-------- Data extracts --------

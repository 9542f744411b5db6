// This Source Code Form is subject to the terms of the Mozilla Public
// License, v. 2.0. If a copy of the MPL was not distributed with this
// file, You can obtain one at https://mozilla.org/MPL/2.0/.

//! Cached property access as the interpreter loop performs it.

use crate::{
    error::IcResult,
    execution::Agent,
    object_model::{Object, PropertyLocation, Value},
};

use super::{CacheHit, InlineCache};

/// `object[key]` where `key` is the key reserved for `ring_index`.
pub fn get_property_cached(
    agent: &mut Agent,
    cache: InlineCache,
    ring_index: u32,
    object: Object,
) -> IcResult<Value> {
    let key = cache.key_for_slot(agent, ring_index)?;
    if agent.options.disable_inline_caches {
        return Ok(object.get_property(agent, key));
    }
    let shape = object.shape(agent);
    if let Some(CacheHit { offset, prototype }) = cache.lookup(agent, ring_index, shape)? {
        return Ok(prototype.unwrap_or(object).get_value_at(agent, offset));
    }
    let Some(PropertyLocation { offset, prototype }) = object.find_property(agent, key) else {
        return Ok(Value::Undefined);
    };
    cache.fill(agent, ring_index, key, shape, offset, prototype)?;
    Ok(prototype.unwrap_or(object).get_value_at(agent, offset))
}

/// `object[key] = value` where `key` is the key reserved for `ring_index`.
///
/// Only own properties are written; a property found on a prototype is
/// shadowed by a new own property.
pub fn set_property_cached(
    agent: &mut Agent,
    cache: InlineCache,
    ring_index: u32,
    object: Object,
    value: Value,
) -> IcResult<()> {
    let key = cache.key_for_slot(agent, ring_index)?;
    if agent.options.disable_inline_caches {
        object.define_property(agent, key, value);
        return Ok(());
    }
    let shape = object.shape(agent);
    if let Some(CacheHit {
        offset,
        prototype: None,
    }) = cache.lookup(agent, ring_index, shape)?
    {
        object.set_value_at(agent, offset, value);
        return Ok(());
    }
    let offset = object.define_property(agent, key, value);
    let shape = object.shape(agent);
    cache.fill(agent, ring_index, key, shape, offset, None)
}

--------

Print the data again exactly.

Task solution:
repository 9542f744411b5db6
// This Source Code Form is subject to the terms of the Mozilla Public
// License, v. 2.0. If a copy of the MPL was not distributed with this
// file, You can obtain one at https://mozilla.org/MPL/2.0/.

//! Cached property access as the interpreter loop performs it.

use crate::{
    error::IcResult,
    execution::Agent,
    object_model::{Object, PropertyLocation, Value},
};

use super::{CacheHit, InlineCache};

/// `object[key]` where `key` is the key reserved for `ring_index`.
pub fn get_property_cached(
    agent: &mut Agent,
    cache: InlineCache,
    ring_index: u32,
    object: Object,
) -> IcResult<Value> {
    let key = cache.key_for_slot(agent, ring_index)?;
    if agent.options.disable_inline_caches {
        return Ok(object.get_property(agent, key));
    }
    let shape = object.shape(agent);
    if let Some(CacheHit { offset, prototype }) = cache.lookup(agent, ring_index, shape)? {
        return Ok(prototype.unwrap_or(object).get_value_at(agent, offset));
    }
    let Some(PropertyLocation { offset, prototype }) = object.find_property(agent, key) else {
        return Ok(Value::Undefined);
    };
    cache.fill(agent, ring_index, key, shape, offset, prototype)?;
    Ok(prototype.unwrap_or(object).get_value_at(agent, offset))
}

/// `object[key] = value` where `key` is the key reserved for `ring_index`.
///
/// Only own properties are written; a property found on a prototype is
/// shadowed by a new own property.
pub fn set_property_cached(
    agent: &mut Agent,
    cache: InlineCache,
    ring_index: u32,
    object: Object,
    value: Value,
) -> IcResult<()> {
    let key = cache.key_for_slot(agent, ring_index)?;
    if agent.options.disable_inline_caches {
        object.define_property(agent, key, value);
        return Ok(());
    }
    let shape = object.shape(agent);
    if let Some(CacheHit {
        offset,
        prototype: None,
    }) = cache.lookup(agent, ring_index, shape)?
    {
        object.set_value_at(agent, offset, value);
        return Ok(());
    }
    let offset = object.define_property(agent, key, value);
    let shape = object.shape(agent);
    cache.fill(agent, ring_index, key, shape, offset, None)
}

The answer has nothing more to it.